One of the main advantages of trading using pair correlations is that every trade hedges away some risk. Because there are two separate transactions required, even if I-Components position performs unexpectedly, the other equity can make up some of the losses. Pair trading also minimizes risk from directional movements in the market. For example, if an entire industry or sector drops because of unexpected headlines, the short position in I-Components will appreciate offsetting losses from the drop in the long position's value.
The ability to find closely correlated positions to I-Components could be a great tool in your tax-loss harvesting strategies, allowing investors a quick way to find a similar-enough asset to replace I-Components when you sell it. If you don't do this, your portfolio allocation will be skewed against your target asset allocation. So, investors can't just sell and buy back I-Components - that would be a violation of the tax code under the "wash sale" rule, and this is why you need to find a similar enough asset and use the proceeds from selling i Components Co to buy it.

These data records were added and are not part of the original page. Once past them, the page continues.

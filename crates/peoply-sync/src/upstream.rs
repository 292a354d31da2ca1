//! Upstream HTTP client for peoply.app: one-shot organization resolution and
//! the repeated incremental event fetch.

use reqwest::header::{ACCEPT, USER_AGENT};
use reqwest::Client;
use scraper::{ElementRef, Html, Selector};
use snafu::{OptionExt, ResultExt, Snafu};
use tokio::time::Duration;
use tokio_util::sync::CancellationToken;
use tracing::{debug, info, warn};

use crate::clock::Instant;
use crate::model::RawEventPayload;

const LOG_TARGET: &str = "sync::upstream";

const PEOPLY_BASE_URL: &str = "https://peoply.app";
const PEOPLY_API_BASE_URL: &str = "https://api.peoply.app";

/// Each attempt carries a 10-second total deadline; retries are the
/// scheduler's responsibility via the next tick, never this client's.
const REQUEST_TIMEOUT: Duration = Duration::from_secs(10);

const BROWSER_USER_AGENT: &str =
    "Mozilla/5.0 (Windows NT 10.0; Win64; x64) AppleWebKit/537.36 (KHTML, like Gecko) Chrome/120.0.0.0 Safari/537.36";
const BOT_USER_AGENT: &str = "peoply-sync-bot/0.1";

/// `NotATag` is the organization page missing the `__NEXT_DATA__` script node
/// entirely; `MetadataNotFound` is the node being present but empty.
#[derive(Debug, Snafu)]
pub enum UpstreamError {
    #[snafu(display("upstream responded with HTTP {status}"))]
    Http { status: u16 },
    #[snafu(display("transport error: {source}"))]
    Transport { source: reqwest::Error },
    #[snafu(display("request cancelled"))]
    Cancelled,
    #[snafu(display("request timed out after the 10-second deadline"))]
    Timeout,
    #[snafu(display("organization metadata script was present but empty"))]
    MetadataNotFound,
    #[snafu(display("organization page had no __NEXT_DATA__ script node"))]
    NotATag,
    #[snafu(display("organization metadata JSON did not match the expected schema: {details}"))]
    Schema { details: String },
    #[snafu(display("event payload JSON error: {source}"))]
    Json { source: serde_json::Error },
}

pub type UpstreamResult<T> = std::result::Result<T, UpstreamError>;

/// The upstream client component. A trait so tests can swap in scripted
/// responses (see [`crate::test_support`]) without touching the network.
#[async_trait::async_trait]
pub trait UpstreamClient: Send + Sync {
    async fn resolve_organization_id(&self, org_name: &str) -> UpstreamResult<String>;
    async fn fetch_events_since(
        &self,
        org_id: &str,
        watermark: Instant,
    ) -> UpstreamResult<Vec<RawEventPayload>>;
}

pub struct HttpUpstreamClient {
    client: Client,
    cancel: CancellationToken,
    org_base_url: String,
    api_base_url: String,
}

impl HttpUpstreamClient {
    pub fn new(cancel: CancellationToken) -> UpstreamResult<Self> {
        Self::with_base_urls(
            cancel,
            PEOPLY_BASE_URL.to_string(),
            PEOPLY_API_BASE_URL.to_string(),
        )
    }

    pub fn with_base_urls(
        cancel: CancellationToken,
        org_base_url: String,
        api_base_url: String,
    ) -> UpstreamResult<Self> {
        let client = Client::builder().build().context(TransportSnafu)?;
        Ok(Self {
            client,
            cancel,
            org_base_url,
            api_base_url,
        })
    }

    /// Races a request against the 10-second deadline and the shared
    /// cancellation token `stop()` trips.
    async fn send_with_timeout(
        &self,
        fut: impl std::future::Future<Output = reqwest::Result<reqwest::Response>>,
    ) -> UpstreamResult<reqwest::Response> {
        tokio::select! {
            () = self.cancel.cancelled() => CancelledSnafu.fail(),
            result = tokio::time::timeout(REQUEST_TIMEOUT, fut) => match result {
                Ok(inner) => inner.context(TransportSnafu),
                Err(_elapsed) => TimeoutSnafu.fail(),
            },
        }
    }

    fn script_text(element: &ElementRef<'_>) -> Option<String> {
        element.text().next().map(str::to_string)
    }

    fn script_text_fallback(element: &ElementRef<'_>) -> String {
        element.text().collect::<Vec<_>>().join("")
    }
}

#[async_trait::async_trait]
impl UpstreamClient for HttpUpstreamClient {
    /// Made exactly once per process lifetime, at startup; failure is fatal
    /// to the engine.
    async fn resolve_organization_id(&self, org_name: &str) -> UpstreamResult<String> {
        let url = format!("{}/orgs/{org_name}", self.org_base_url);
        info!(target: LOG_TARGET, %url, "resolving organization id");

        let response = self
            .send_with_timeout(
                self.client
                    .get(&url)
                    .header(USER_AGENT, BROWSER_USER_AGENT)
                    .send(),
            )
            .await?;

        if response.status().as_u16() >= 400 {
            return HttpSnafu {
                status: response.status().as_u16(),
            }
            .fail();
        }

        let html = response.text().await.context(TransportSnafu)?;
        let document = Html::parse_document(&html);
        let selector = Selector::parse(r#"script#__NEXT_DATA__[type="application/json"]"#)
            .expect("selector literal is valid CSS");

        let script = document.select(&selector).next().context(NotATagSnafu)?;

        let primary = Self::script_text(&script).filter(|text| !text.trim().is_empty());
        let value: serde_json::Value = match primary {
            Some(text) => match serde_json::from_str(&text) {
                Ok(value) => value,
                Err(_first_error) => {
                    // Sometimes the contents include stray whitespace; retry
                    // over the concatenated text nodes instead of failing
                    // outright.
                    let fallback = Self::script_text_fallback(&script);
                    serde_json::from_str(fallback.trim()).context(JsonSnafu)?
                }
            },
            None => return MetadataNotFoundSnafu.fail(),
        };

        let org_id = value
            .get("props")
            .and_then(|v| v.get("pageProps"))
            .and_then(|v| v.get("organization"))
            .and_then(|v| v.get("id"))
            .and_then(|v| v.as_str())
            .map(str::to_string)
            .context(SchemaSnafu {
                details: "props.pageProps.organization.id missing".to_string(),
            })?;

        info!(target: LOG_TARGET, organization = %org_name, %org_id, "resolved organization id");
        Ok(org_id)
    }

    async fn fetch_events_since(
        &self,
        org_id: &str,
        watermark: Instant,
    ) -> UpstreamResult<Vec<RawEventPayload>> {
        let url = format!(
            "{}/events?afterDate={}&organizationId={org_id}",
            self.api_base_url,
            watermark.format(),
        );
        debug!(target: LOG_TARGET, %url, "fetching events since watermark");

        let response = self
            .send_with_timeout(
                self.client
                    .get(&url)
                    .header(ACCEPT, "application/json")
                    .header(USER_AGENT, BOT_USER_AGENT)
                    .send(),
            )
            .await?;

        if response.status().as_u16() >= 400 {
            return HttpSnafu {
                status: response.status().as_u16(),
            }
            .fail();
        }

        let value: serde_json::Value = response.json().await.context(JsonSnafu)?;
        // No pagination assumed: upstream is observed to return the full
        // delta above the watermark, as either an array or a bare object.
        let items = match value {
            serde_json::Value::Array(items) => items,
            other => vec![other],
        };

        let mut payloads = Vec::with_capacity(items.len());
        for item in items {
            match serde_json::from_value::<RawEventPayload>(item) {
                Ok(payload) => payloads.push(payload),
                Err(error) => {
                    warn!(target: LOG_TARGET, %error, "skipping unparseable event payload");
                }
            }
        }

        debug!(target: LOG_TARGET, count = payloads.len(), "fetched events");
        Ok(payloads)
    }
}

/// A scripted [`UpstreamClient`] for tests. Not `#[cfg(test)]` for the same
/// reason as [`crate::clock::fake`]: integration tests in `tests/` need it
/// from outside the crate.
#[doc(hidden)]
pub mod fake {
    use std::collections::VecDeque;
    use std::sync::Mutex;

    use super::*;

    pub enum ScriptedFetch {
        Ok(Vec<RawEventPayload>),
        Err(UpstreamError),
    }

    /// Returns a fixed organization id and a scripted sequence of
    /// `fetch_events_since` responses, one per call; once the script is
    /// exhausted further calls return an empty list.
    pub struct FakeUpstreamClient {
        org_id: String,
        fetches: Mutex<VecDeque<ScriptedFetch>>,
    }

    impl FakeUpstreamClient {
        pub fn new(org_id: impl Into<String>) -> Self {
            Self {
                org_id: org_id.into(),
                fetches: Mutex::new(VecDeque::new()),
            }
        }

        pub fn push_fetch_ok(&self, payloads: Vec<RawEventPayload>) {
            self.fetches
                .lock()
                .expect("lock poisoned")
                .push_back(ScriptedFetch::Ok(payloads));
        }

        pub fn push_fetch_err(&self, error: UpstreamError) {
            self.fetches
                .lock()
                .expect("lock poisoned")
                .push_back(ScriptedFetch::Err(error));
        }
    }

    #[async_trait::async_trait]
    impl UpstreamClient for FakeUpstreamClient {
        async fn resolve_organization_id(&self, _org_name: &str) -> UpstreamResult<String> {
            Ok(self.org_id.clone())
        }

        async fn fetch_events_since(
            &self,
            _org_id: &str,
            _watermark: Instant,
        ) -> UpstreamResult<Vec<RawEventPayload>> {
            let scripted = self.fetches.lock().expect("lock poisoned").pop_front();
            match scripted {
                Some(ScriptedFetch::Ok(payloads)) => Ok(payloads),
                Some(ScriptedFetch::Err(error)) => Err(error),
                None => Ok(Vec::new()),
            }
        }
    }
}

The correlation of I-Components is a statistical measure of how it moves in relation to other instruments. This measure is expressed in what is known as the correlation coefficient, which ranges between -1 and +1. A perfect positive correlation (i.e., a correlation coefficient of +1) implies that as I-Components moves, either up or down, the other security will move in the same direction. Alternatively, perfect negative correlation means that if i Components moves in either direction, the perfectly negatively correlated security will move in the opposite direction. If the correlation is 0, the equities are not correlated; they are entirely random. A correlation greater than 0.8 is generally described as strong, whereas a correlation less than 0.5 is generally considered weak.
Correlation analysis and pair trading evaluation for I-Components can also be used as hedging techniques within a particular sector or industry or even over random equities to generate a better risk-adjusted return on your portfolios.
Pair CorrelationCorrelation Matching

Other Information on Investing in I-Components Stock

I-Components financial ratios help investors to determine whether I-Components Stock is cheap or expensive when compared to a particular measure, such as profits or enterprise value. In other words, they help investors to determine the cost of investment in I-Components with respect to the benefits of owning I-Components security.